There are a few pre-existing conditions which may mean your doctor will need to closely monitor your progress when being treated with Levitra. Or they may indicate a lower dosage starting point, these include:
- Irregular heartbeat
- Inherited heart diseases
- Peyronie’s disease (where the penis is curved)
- Sickle cell disease
- Multiple myeloma
- Stomach ulcers
- Bleeding disorder (such as haemophilia)

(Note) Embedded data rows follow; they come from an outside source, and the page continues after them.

//! Offline playback of recorded detector output.
//!
//! A log is JSON lines, one frame per line:
//!
//! ```text
//! {"time": 12.5, "detections": [{"id": 3, "center": [10.0, 4.0], "corners": [[0,0],[1,0],[1,1],[0,1]]}]}
//! {"time": 12.6, "events": [{"event": "record_toggled"}]}
//! ```
//!
//! Blank lines and lines starting with `#` are skipped. Within a frame the
//! operator events are applied before the detections.

use std::fs::File;
use std::io::{self, BufRead, BufReader};
use std::path::Path;

use artrack_core::{Detection, ManualClock};
use artrack_record::{ExportSummary, SaveDialog, SessionState};
use serde::{Deserialize, Serialize};

#[cfg(feature = "tracing")]
use tracing::instrument;

use crate::station::{EventOutcome, OperatorEvent, Station};

/// One video frame worth of detector output and operator input.
#[derive(Clone, Debug, PartialEq, Serialize, Deserialize)]
pub struct Frame {
    /// Monotonic frame time in seconds.
    pub time: f64,
    #[serde(default)]
    pub detections: Vec<Detection>,
    #[serde(default)]
    pub events: Vec<OperatorEvent>,
}

#[derive(thiserror::Error, Debug)]
pub enum ReplayError {
    #[error(transparent)]
    Io(#[from] io::Error),
    #[error("line {line}: {source}")]
    Parse {
        line: usize,
        #[source]
        source: serde_json::Error,
    },
    #[error("line {line}: frame time {time} is not finite or precedes {previous}")]
    BadTime { line: usize, time: f64, previous: f64 },
}

/// Parse a frame log. Frame times must be finite and non-decreasing.
pub fn read_frames(reader: impl BufRead) -> Result<Vec<Frame>, ReplayError> {
    let mut frames: Vec<Frame> = Vec::new();
    for (idx, line) in reader.lines().enumerate() {
        let line = line?;
        let trimmed = line.trim();
        if trimmed.is_empty() || trimmed.starts_with('#') {
            continue;
        }
        let frame: Frame = serde_json::from_str(trimmed).map_err(|source| ReplayError::Parse {
            line: idx + 1,
            source,
        })?;
        let previous = frames.last().map_or(f64::NEG_INFINITY, |f| f.time);
        if !frame.time.is_finite() || frame.time < previous {
            return Err(ReplayError::BadTime {
                line: idx + 1,
                time: frame.time,
                previous,
            });
        }
        frames.push(frame);
    }
    Ok(frames)
}

pub fn load_frames(path: impl AsRef<Path>) -> Result<Vec<Frame>, ReplayError> {
    let file = File::open(path)?;
    read_frames(BufReader::new(file))
}

/// Counters gathered while replaying a log.
#[derive(Clone, Debug, Default, PartialEq, Serialize)]
pub struct ReplaySummary {
    pub frames: usize,
    pub detections: usize,
    pub malformed: usize,
    /// Events the station refused (nothing to save, trim while recording...).
    pub rejected_events: usize,
    pub exports: Vec<ExportSummary>,
}

/// Feed `frames` through `station`, moving its manual clock to each frame
/// time first.
///
/// Refused operator events are logged and counted; they do not stop the
/// replay.
#[cfg_attr(feature = "tracing", instrument(level = "info", skip_all, fields(frames = frames.len())))]
pub fn replay<D: SaveDialog>(
    station: &mut Station<&ManualClock, D>,
    frames: &[Frame],
) -> ReplaySummary {
    let mut summary = ReplaySummary::default();
    for frame in frames {
        station.tracker().clock().set(frame.time);
        for event in &frame.events {
            match station.handle(event.clone()) {
                Ok(EventOutcome::Saved(export)) => summary.exports.push(export),
                Ok(_) => {}
                Err(err) => {
                    log::warn!("t={:.3}: {err}", frame.time);
                    summary.rejected_events += 1;
                }
            }
        }
        let report = station.on_frame(&frame.detections);
        summary.frames += 1;
        summary.detections += report.applied;
        summary.malformed += report.malformed.len();
    }
    log::info!(
        "replayed {} frames, {} detections, session {:?}",
        summary.frames,
        summary.detections,
        station.tracker().session_state()
    );
    summary
}

/// Stop a recording that the log left running, at the current clock time.
pub fn finish_session<D: SaveDialog>(station: &mut Station<&ManualClock, D>) -> SessionState {
    if station.is_recording() {
        if let Ok(EventOutcome::Session(state)) = station.handle(OperatorEvent::RecordToggled) {
            return state;
        }
    }
    station.tracker().session_state()
}

#[cfg(test)]
mod tests {
    use super::*;

    #[test]
    fn skips_comments_and_defaults_missing_lists() {
        let log = "# header\n\n{\"time\": 1.0}\n{\"time\": 1.5, \"events\": [{\"event\": \"record_toggled\"}]}\n";
        let frames = read_frames(log.as_bytes()).unwrap();
        assert_eq!(frames.len(), 2);
        assert!(frames[0].detections.is_empty());
        assert_eq!(frames[1].events, vec![OperatorEvent::RecordToggled]);
    }

    #[test]
    fn reports_line_of_bad_json() {
        let log = "{\"time\": 1.0}\n{\"time\": oops}\n";
        assert!(matches!(
            read_frames(log.as_bytes()),
            Err(ReplayError::Parse { line: 2, .. })
        ));
    }

    #[test]
    fn rejects_time_going_backwards() {
        let log = "{\"time\": 2.0}\n{\"time\": 1.0}\n";
        assert!(matches!(
            read_frames(log.as_bytes()),
            Err(ReplayError::BadTime { line: 2, .. })
        ));
    }

    #[test]
    fn detections_parse_from_point_arrays() {
        let log = r#"{"time": 0.0, "detections": [{"id": 4, "center": [1.0, 2.0], "corners": [[0,0],[1,0],[1,1],[0,1]]}]}"#;
        let frames = read_frames(log.as_bytes()).unwrap();
        let det = &frames[0].detections[0];
        assert_eq!(det.id.0, 4);
        assert_eq!(det.corners.len(), 4);
        assert_eq!(det.center.y, 2.0);
    }
}
//! Visual calibration grid for the video overlay.
//!
//! Four draggable reference points define a quadrilateral; rows and columns
//! are placed by linear interpolation along opposite edges. The corners are
//! kept in a small text file between runs. Nothing here touches the
//! recording pipeline.

mod calibration;
mod io;

pub use calibration::{
    GridCalibration, GridLine, GridParams, LineOrientation, GRID_CORNERS, MAX_DIVISIONS,
    MIN_DIVISIONS,
};
pub use io::{
    format_corners, load_corners, parse_corners, save_corners, GridIoError, DEFAULT_POINTS_PATH,
};
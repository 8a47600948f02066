use std::error::Error;
use std::path::PathBuf;

use artrack::core::ManualClock;
use artrack::grid::{GridCalibration, GridParams, DEFAULT_POINTS_PATH};
use artrack::record::ExportError;
use artrack::replay::{finish_session, load_frames, replay};
use artrack::{EventOutcome, FixedPathDialog, OperatorEvent, Station, StationConfig, StationError};
use clap::{Args, Parser, Subcommand};
use log::LevelFilter;
use serde_json::json;

#[derive(Parser, Debug)]
#[command(name = "artrack", version, about = "Record, trim and export AR marker trajectories")]
struct Cli {
    /// Log level for the stderr logger (off, error, warn, info, debug, trace).
    #[arg(long, global = true, default_value = "info")]
    log_level: LevelFilter,

    /// Emit structured JSON logs (requires the `tracing` feature).
    #[arg(long, global = true)]
    json_log: bool,

    #[command(subcommand)]
    command: Command,
}

#[derive(Subcommand, Debug)]
enum Command {
    /// Replay a JSON-lines detection log and export the trimmed session.
    Replay(ReplayArgs),
    /// Print the calibration grid overlay as JSON.
    Grid(GridArgs),
}

#[derive(Args, Debug)]
struct ReplayArgs {
    /// Detection log, one frame per line.
    log: PathBuf,

    /// Station config (JSON).
    #[arg(long)]
    config: Option<PathBuf>,

    /// Trim window as two fractions of the session.
    #[arg(long, num_args = 2, value_names = ["BEGIN", "END"], allow_negative_numbers = true)]
    trim: Option<Vec<f64>>,

    /// Export destination. Without it nothing is written.
    #[arg(short, long)]
    output: Option<PathBuf>,

    /// Record from the first frame to the last, ignoring the need for a
    /// record toggle in the log.
    #[arg(long)]
    record_all: bool,

    /// Omit the header line.
    #[arg(long)]
    no_header: bool,

    /// Prefix each row with the marker id.
    #[arg(long)]
    with_id: bool,
}

#[derive(Args, Debug)]
struct GridArgs {
    /// Corner file.
    #[arg(long, default_value = DEFAULT_POINTS_PATH)]
    points: PathBuf,

    #[arg(long, default_value_t = 2)]
    rows: u32,

    #[arg(long, default_value_t = 2)]
    cols: u32,
}

fn init_logging(level: LevelFilter, json: bool) -> Result<(), Box<dyn Error>> {
    #[cfg(feature = "tracing")]
    {
        let _ = level;
        artrack::core::init_tracing(json);
        let _ = tracing_log::LogTracer::init();
    }
    #[cfg(not(feature = "tracing"))]
    {
        if json {
            eprintln!("--json-log needs the `tracing` feature; using plain logs");
        }
        artrack::core::init_with_level(level)?;
    }
    Ok(())
}

fn run_replay(args: ReplayArgs) -> Result<(), Box<dyn Error>> {
    let mut config = match &args.config {
        Some(path) => StationConfig::load_json(path)?,
        None => StationConfig::default(),
    };
    if args.no_header {
        config.export.header = false;
    }
    if args.with_id {
        config.export.include_marker_id = true;
    }

    let frames = load_frames(&args.log)?;
    let clock = ManualClock::new(frames.first().map_or(0.0, |f| f.time));
    let dialog = match &args.output {
        Some(path) => FixedPathDialog::new(path.clone()),
        None => FixedPathDialog::cancelling(),
    };
    let mut station = Station::new(&clock, config, dialog);

    if args.record_all {
        station.handle(OperatorEvent::RecordToggled)?;
    }
    let mut summary = replay(&mut station, &frames);
    let state = finish_session(&mut station);

    if let Some(trim) = args.trim.as_deref() {
        if let [begin, end] = *trim {
            station.handle(OperatorEvent::TrimChanged { begin, end })?;
        }
    }

    if args.output.is_some() {
        match station.handle(OperatorEvent::SaveRequested) {
            Ok(EventOutcome::Saved(export)) => summary.exports.push(export),
            Ok(_) => {}
            Err(StationError::Export(ExportError::NoDataAvailable)) => {
                log::warn!("{}", ExportError::NoDataAvailable);
            }
            Err(err) => return Err(err.into()),
        }
    }

    let tracker = station.tracker();
    let report = json!({
        "replay": summary,
        "state": state,
        "duration": tracker.session_duration(),
        "trim": tracker.session().trim(),
        "markers": tracker.registry().len(),
        "samples": tracker.registry().history_len(),
    });
    println!("{}", serde_json::to_string_pretty(&report)?);
    Ok(())
}

fn run_grid(args: GridArgs) -> Result<(), Box<dyn Error>> {
    let params = GridParams {
        rows: args.rows,
        cols: args.cols,
        ..GridParams::default()
    };
    let grid = GridCalibration::load_or_default(&args.points, params)?;
    let report = json!({
        "corners": grid.corners(),
        "params": grid.params(),
        "lines": grid.lines(),
    });
    println!("{}", serde_json::to_string_pretty(&report)?);
    Ok(())
}

fn main() -> Result<(), Box<dyn Error>> {
    let cli = Cli::parse();
    init_logging(cli.log_level, cli.json_log)?;
    match cli.command {
        Command::Replay(args) => run_replay(args),
        Command::Grid(args) => run_grid(args),
    }
}
//! Line-based text I/O boundary used by the interactive driver.

use crate::error::{LedgerError, Result};
use std::fmt::Display;
use std::io::{BufRead, Write};

/// Prompts on `W` and reads answers line by line from `R`.
pub struct Console<R, W> {
    input: R,
    output: W,
}

impl<R: BufRead, W: Write> Console<R, W> {
    pub fn new(input: R, output: W) -> Self {
        Console { input, output }
    }

    /// Writes `text` followed by a newline.
    pub fn say(&mut self, text: impl Display) -> Result<()> {
        writeln!(self.output, "{}", text)?;
        Ok(())
    }

    /// Writes a blank line.
    pub fn blank(&mut self) -> Result<()> {
        writeln!(self.output)?;
        Ok(())
    }

    /// Shows `prompt` and blocks for one line of input, without its line
    /// ending. Fails with `InputClosed` at end of input.
    ///
    /// Bytes that are not valid UTF-8 become U+FFFD.
    pub fn ask(&mut self, prompt: &str) -> Result<String> {
        write!(self.output, "{}", prompt)?;
        self.output.flush()?;

        let mut raw = Vec::new();
        if self.input.read_until(b'\n', &mut raw)? == 0 {
            writeln!(self.output)?;
            return Err(LedgerError::InputClosed);
        }

        let mut line = String::from_utf8_lossy(&raw).into_owned();
        let trimmed = line.trim_end_matches(&['\n', '\r'][..]).len();
        line.truncate(trimmed);
        Ok(line)
    }

    /// Asks a yes/no question; anything not starting with `y` is no.
    pub fn confirm(&mut self, prompt: &str) -> Result<bool> {
        let answer = self.ask(prompt)?;
        Ok(answer
            .trim_start()
            .chars()
            .next()
            .map_or(false, |c| c.eq_ignore_ascii_case(&'y')))
    }

    /// Consumes the console, returning the output sink.
    pub fn into_output(self) -> W {
        self.output
    }
}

If any of the following applies to you it may be that you cannot take Levitra and you must tell your prescriber at your consultation:
- Severe heart or liver problems
- If you are having kidney dialysis
- If you’ve recently had a stroke
- If you’ve recently had a heart attack
- If you have low blood pressure
- If you have a family history of degenerative eye diseases
- If you’ve ever had a condition involving loss of vision
Who shouldn’t use Levitra?
If you’re allergic to vardenafil or any other ingredients contained in Levitra you shouldn’t use it. Signs of an allergic reaction include a rash, itching, swollen face, swollen lips and shortness of breath, so if you experience any of these let your doctor know immediately.
Levitra is not approved for men under 18 years old and may also not be suitable for men over 75 years old, your clinician will be able to judge if Levitra is suitable for you. If you take any medications that may interact with vardenafil, such as nitrate drugs for chest pain, then it’s important to let your prescriber know as these taken with Levitra can dangerously affect blood pressure. Again, it may be the case that you shouldn’t use Levitra and another ED treatment will be more suitable.
Levitra atrial fibrillation is when the heart rate is irregular and often abnormally fast after treatment with vardenafil. It’s a rare condition with only a handful of case studies and normally occurs in healthy men with no history of erectile dysfunction who have taken Levitra. So if you don’t have ED, you should not take Levitra.
What if my health changes when I’m taking Levitra?
Let your clinician know. If you’re prescribed a new medication that you weren’t taking when you first started with Levitra it may interact with it. Equally, if your health changes, discuss this with them too.
Your prescriber will be able to judge whether Levitra is still right for you, whether lowering your dose may be an option or whether a different ED treatment would be better.